● **Problem statement**
Look through the entries below and extract exactly the lines from the one containing "length resolved, replacement" through the one containing "an undo edit.", ends included.

··· Supplied material ···

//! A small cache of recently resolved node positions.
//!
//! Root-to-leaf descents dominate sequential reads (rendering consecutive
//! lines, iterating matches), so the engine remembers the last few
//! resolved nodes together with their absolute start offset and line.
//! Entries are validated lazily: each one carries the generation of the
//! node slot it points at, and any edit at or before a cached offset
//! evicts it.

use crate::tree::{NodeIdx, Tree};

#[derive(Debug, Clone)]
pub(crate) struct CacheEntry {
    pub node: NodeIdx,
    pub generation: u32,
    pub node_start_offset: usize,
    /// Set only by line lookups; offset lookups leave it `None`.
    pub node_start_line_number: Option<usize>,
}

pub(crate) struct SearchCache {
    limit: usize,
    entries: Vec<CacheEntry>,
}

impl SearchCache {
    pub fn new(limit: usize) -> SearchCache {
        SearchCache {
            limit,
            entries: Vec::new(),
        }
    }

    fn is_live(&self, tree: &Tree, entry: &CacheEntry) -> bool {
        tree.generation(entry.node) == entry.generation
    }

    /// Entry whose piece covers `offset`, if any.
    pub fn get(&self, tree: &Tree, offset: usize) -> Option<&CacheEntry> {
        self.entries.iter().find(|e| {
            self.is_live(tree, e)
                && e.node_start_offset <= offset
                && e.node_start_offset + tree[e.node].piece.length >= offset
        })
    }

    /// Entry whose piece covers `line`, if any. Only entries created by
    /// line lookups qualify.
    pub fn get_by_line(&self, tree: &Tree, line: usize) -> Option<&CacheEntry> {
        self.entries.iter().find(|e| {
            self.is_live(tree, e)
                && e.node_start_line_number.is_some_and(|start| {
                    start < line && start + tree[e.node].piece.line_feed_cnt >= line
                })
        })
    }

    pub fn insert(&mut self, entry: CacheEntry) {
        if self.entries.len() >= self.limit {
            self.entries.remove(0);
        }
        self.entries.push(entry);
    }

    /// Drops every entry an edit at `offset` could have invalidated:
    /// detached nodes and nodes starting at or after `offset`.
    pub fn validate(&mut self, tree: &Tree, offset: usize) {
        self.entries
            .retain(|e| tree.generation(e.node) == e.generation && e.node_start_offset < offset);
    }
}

···
··· Supplied material ···

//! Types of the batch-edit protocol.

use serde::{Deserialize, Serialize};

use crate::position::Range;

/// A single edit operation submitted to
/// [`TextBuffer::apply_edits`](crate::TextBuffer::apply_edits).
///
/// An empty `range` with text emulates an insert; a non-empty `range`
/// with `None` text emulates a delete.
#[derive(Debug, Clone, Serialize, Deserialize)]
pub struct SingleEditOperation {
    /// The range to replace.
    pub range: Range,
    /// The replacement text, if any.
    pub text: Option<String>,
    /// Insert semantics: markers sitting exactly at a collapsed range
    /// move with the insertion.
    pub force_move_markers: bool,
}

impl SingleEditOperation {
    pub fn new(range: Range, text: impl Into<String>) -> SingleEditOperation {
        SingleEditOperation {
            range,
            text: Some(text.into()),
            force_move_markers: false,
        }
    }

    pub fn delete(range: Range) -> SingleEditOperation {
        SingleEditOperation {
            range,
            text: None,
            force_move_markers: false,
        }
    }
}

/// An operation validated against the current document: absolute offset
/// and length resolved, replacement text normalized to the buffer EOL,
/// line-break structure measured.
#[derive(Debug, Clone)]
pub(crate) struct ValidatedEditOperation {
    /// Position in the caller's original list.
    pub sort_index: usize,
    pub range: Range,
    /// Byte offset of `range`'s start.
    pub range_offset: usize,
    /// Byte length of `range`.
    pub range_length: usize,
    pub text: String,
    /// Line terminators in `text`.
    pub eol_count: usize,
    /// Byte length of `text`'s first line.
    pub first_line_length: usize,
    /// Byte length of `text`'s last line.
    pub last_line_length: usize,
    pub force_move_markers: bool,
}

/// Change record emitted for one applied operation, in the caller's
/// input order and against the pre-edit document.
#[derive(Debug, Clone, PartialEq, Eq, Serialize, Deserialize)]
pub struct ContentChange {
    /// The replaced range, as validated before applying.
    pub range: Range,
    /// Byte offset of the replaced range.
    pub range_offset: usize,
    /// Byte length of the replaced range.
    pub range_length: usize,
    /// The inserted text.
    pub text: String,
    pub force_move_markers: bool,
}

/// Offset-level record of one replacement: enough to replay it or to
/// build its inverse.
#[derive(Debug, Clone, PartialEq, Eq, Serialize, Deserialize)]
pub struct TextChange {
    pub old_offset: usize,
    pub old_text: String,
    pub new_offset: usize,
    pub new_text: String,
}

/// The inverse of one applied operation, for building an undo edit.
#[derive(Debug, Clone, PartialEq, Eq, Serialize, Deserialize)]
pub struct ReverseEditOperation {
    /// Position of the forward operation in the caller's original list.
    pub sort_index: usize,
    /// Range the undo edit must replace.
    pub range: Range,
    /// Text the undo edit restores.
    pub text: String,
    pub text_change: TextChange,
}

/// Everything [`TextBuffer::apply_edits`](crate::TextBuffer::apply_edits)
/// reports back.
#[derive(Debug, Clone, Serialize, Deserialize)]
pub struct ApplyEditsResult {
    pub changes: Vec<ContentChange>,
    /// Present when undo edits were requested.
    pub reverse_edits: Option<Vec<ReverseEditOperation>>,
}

···

● **Expected answer**
/// and length resolved, replacement text normalized to the buffer EOL,
/// line-break structure measured.
#[derive(Debug, Clone)]
pub(crate) struct ValidatedEditOperation {
    /// Position in the caller's original list.
    pub sort_index: usize,
    pub range: Range,
    /// Byte offset of `range`'s start.
    pub range_offset: usize,
    /// Byte length of `range`.
    pub range_length: usize,
    pub text: String,
    /// Line terminators in `text`.
    pub eol_count: usize,
    /// Byte length of `text`'s first line.
    pub first_line_length: usize,
    /// Byte length of `text`'s last line.
    pub last_line_length: usize,
    pub force_move_markers: bool,
}

/// Change record emitted for one applied operation, in the caller's
/// input order and against the pre-edit document.
#[derive(Debug, Clone, PartialEq, Eq, Serialize, Deserialize)]
pub struct ContentChange {
    /// The replaced range, as validated before applying.
    pub range: Range,
    /// Byte offset of the replaced range.
    pub range_offset: usize,
    /// Byte length of the replaced range.
    pub range_length: usize,
    /// The inserted text.
    pub text: String,
    pub force_move_markers: bool,
}

/// Offset-level record of one replacement: enough to replay it or to
/// build its inverse.
#[derive(Debug, Clone, PartialEq, Eq, Serialize, Deserialize)]
pub struct TextChange {
    pub old_offset: usize,
    pub old_text: String,
    pub new_offset: usize,
    pub new_text: String,
}

/// The inverse of one applied operation, for building an undo edit.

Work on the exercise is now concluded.